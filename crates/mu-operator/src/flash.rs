// SPDX-License-Identifier: MIT OR Apache-2.0
//! Session flash: durable one-shot out-of-band messages addressed to a
//! specific session. Created once, acknowledged once; a second ack is
//! idempotent and returns the original delivery row.

use mu_journal::{JournalError, JsonlJournal};
use serde::{Deserialize, Serialize};
use std::collections::HashMap;
use std::path::PathBuf;
use thiserror::Error;

/// A flash message.
#[derive(Debug, Clone, Serialize, Deserialize)]
pub struct SessionFlash {
    /// Flash id.
    pub flash_id: String,
    /// Destination session.
    pub session_id: String,
    /// Flash kind (free-form routing tag, e.g. `context_update`).
    pub kind: String,
    /// Body text.
    pub text: String,
    /// Creation time.
    pub created_at_ms: u64,
}

/// Acknowledgement of a delivered flash.
#[derive(Debug, Clone, PartialEq, Eq, Serialize, Deserialize)]
pub struct FlashAck {
    /// The acknowledged flash.
    pub flash_id: String,
    /// Delivery time.
    pub delivered_at_ms: u64,
    /// Turn that surfaced the flash, when known.
    #[serde(skip_serializing_if = "Option::is_none")]
    pub turn_id: Option<String>,
}

/// Journal rows.
#[derive(Debug, Clone, Serialize, Deserialize)]
#[serde(tag = "entry", rename_all = "snake_case")]
enum FlashEntry {
    Create { flash: SessionFlash },
    Delivery { ack: FlashAck },
}

/// Read filters for [`SessionFlashStore::query`].
#[derive(Debug, Clone, Default)]
pub struct SessionFlashFilter {
    /// Restrict to one session.
    pub session_id: Option<String>,
    /// Restrict to one kind.
    pub kind: Option<String>,
    /// Substring match on the body.
    pub contains: Option<String>,
    /// `Some(true)` = pending only, `Some(false)` = delivered only.
    pub pending: Option<bool>,
}

/// Errors from flash operations.
#[derive(Debug, Error)]
pub enum FlashError {
    /// Underlying journal failure.
    #[error(transparent)]
    Journal(#[from] JournalError),

    /// Unknown flash id.
    #[error("unknown session flash {0}")]
    UnknownFlash(String),
}

/// The session flash store.
#[derive(Debug)]
pub struct SessionFlashStore {
    journal: JsonlJournal,
    flashes: Vec<SessionFlash>,
    acks: HashMap<String, FlashAck>,
}

impl SessionFlashStore {
    /// Open (and replay) the flash journal at `path`.
    pub fn open(path: impl Into<PathBuf>) -> Result<Self, FlashError> {
        let journal = JsonlJournal::new(path);
        let rows: Vec<FlashEntry> = journal.load()?;
        let mut flashes = Vec::new();
        let mut acks = HashMap::new();
        for row in rows {
            match row {
                FlashEntry::Create { flash } => flashes.push(flash),
                FlashEntry::Delivery { ack } => {
                    acks.insert(ack.flash_id.clone(), ack);
                }
            }
        }
        Ok(Self {
            journal,
            flashes,
            acks,
        })
    }

    /// Create a flash.
    pub fn create(&mut self, flash: SessionFlash) -> Result<(), FlashError> {
        self.journal.append(&FlashEntry::Create {
            flash: flash.clone(),
        })?;
        self.flashes.push(flash);
        Ok(())
    }

    /// Acknowledge delivery. Idempotent: a second ack returns the original
    /// delivery row without writing.
    pub fn ack(
        &mut self,
        flash_id: &str,
        delivered_at_ms: u64,
        turn_id: Option<String>,
    ) -> Result<FlashAck, FlashError> {
        if !self.flashes.iter().any(|f| f.flash_id == flash_id) {
            return Err(FlashError::UnknownFlash(flash_id.to_string()));
        }
        if let Some(existing) = self.acks.get(flash_id) {
            return Ok(existing.clone());
        }
        let ack = FlashAck {
            flash_id: flash_id.to_string(),
            delivered_at_ms,
            turn_id,
        };
        self.journal.append(&FlashEntry::Delivery { ack: ack.clone() })?;
        self.acks.insert(flash_id.to_string(), ack.clone());
        Ok(ack)
    }

    /// Query flashes with the given filter, in creation order.
    pub fn query(&self, filter: &SessionFlashFilter) -> Vec<SessionFlash> {
        self.flashes
            .iter()
            .filter(|f| {
                filter
                    .session_id
                    .as_ref()
                    .is_none_or(|s| &f.session_id == s)
                    && filter.kind.as_ref().is_none_or(|k| &f.kind == k)
                    && filter
                        .contains
                        .as_ref()
                        .is_none_or(|needle| f.text.contains(needle.as_str()))
                    && filter
                        .pending
                        .is_none_or(|pending| self.acks.contains_key(&f.flash_id) != pending)
            })
            .cloned()
            .collect()
    }

    /// Pending flashes for one session.
    pub fn pending_for(&self, session_id: &str) -> Vec<SessionFlash> {
        self.query(&SessionFlashFilter {
            session_id: Some(session_id.to_string()),
            pending: Some(true),
            ..Default::default()
        })
    }

    /// The delivery row for a flash, if acknowledged.
    pub fn delivery(&self, flash_id: &str) -> Option<&FlashAck> {
        self.acks.get(flash_id)
    }
}

#[cfg(test)]
mod tests {
    use super::*;

    fn flash(id: &str, session: &str, kind: &str, text: &str) -> SessionFlash {
        SessionFlash {
            flash_id: id.into(),
            session_id: session.into(),
            kind: kind.into(),
            text: text.into(),
            created_at_ms: 1,
        }
    }

    fn store() -> (tempfile::TempDir, SessionFlashStore) {
        let dir = tempfile::tempdir().unwrap();
        let s = SessionFlashStore::open(dir.path().join("session_flash.jsonl")).unwrap();
        (dir, s)
    }

    #[test]
    fn create_and_query_filters() {
        let (_dir, mut s) = store();
        s.create(flash("f1", "sess-1", "context_update", "branch moved"))
            .unwrap();
        s.create(flash("f2", "sess-1", "note", "issue closed"))
            .unwrap();
        s.create(flash("f3", "sess-2", "note", "unrelated")).unwrap();

        assert_eq!(s.pending_for("sess-1").len(), 2);
        let notes = s.query(&SessionFlashFilter {
            kind: Some("note".into()),
            ..Default::default()
        });
        assert_eq!(notes.len(), 2);
        let hits = s.query(&SessionFlashFilter {
            contains: Some("closed".into()),
            ..Default::default()
        });
        assert_eq!(hits.len(), 1);
        assert_eq!(hits[0].flash_id, "f2");
    }

    #[test]
    fn ack_is_idempotent() {
        let (_dir, mut s) = store();
        s.create(flash("f1", "sess-1", "note", "x")).unwrap();
        let first = s.ack("f1", 100, Some("turn-1".into())).unwrap();
        let second = s.ack("f1", 999, Some("turn-2".into())).unwrap();
        assert_eq!(first, second);
        assert_eq!(second.delivered_at_ms, 100);
        assert_eq!(second.turn_id.as_deref(), Some("turn-1"));
        assert!(s.pending_for("sess-1").is_empty());
    }

    #[test]
    fn ack_unknown_flash_errors() {
        let (_dir, mut s) = store();
        assert!(matches!(
            s.ack("nope", 1, None),
            Err(FlashError::UnknownFlash(_))
        ));
    }

    #[test]
    fn replay_preserves_acks() {
        let dir = tempfile::tempdir().unwrap();
        let path = dir.path().join("session_flash.jsonl");
        {
            let mut s = SessionFlashStore::open(&path).unwrap();
            s.create(flash("f1", "sess-1", "note", "x")).unwrap();
            s.create(flash("f2", "sess-1", "note", "y")).unwrap();
            s.ack("f1", 100, None).unwrap();
        }
        let s = SessionFlashStore::open(&path).unwrap();
        let pending = s.pending_for("sess-1");
        assert_eq!(pending.len(), 1);
        assert_eq!(pending[0].flash_id, "f2");
        assert_eq!(s.delivery("f1").unwrap().delivered_at_ms, 100);
    }
}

Task to carry out
Every line that holds the string "JsonlJournal" must be copied from the records above.

Task result
use mu_journal::{JournalError, JsonlJournal};
    journal: JsonlJournal,
        let journal = JsonlJournal::new(path);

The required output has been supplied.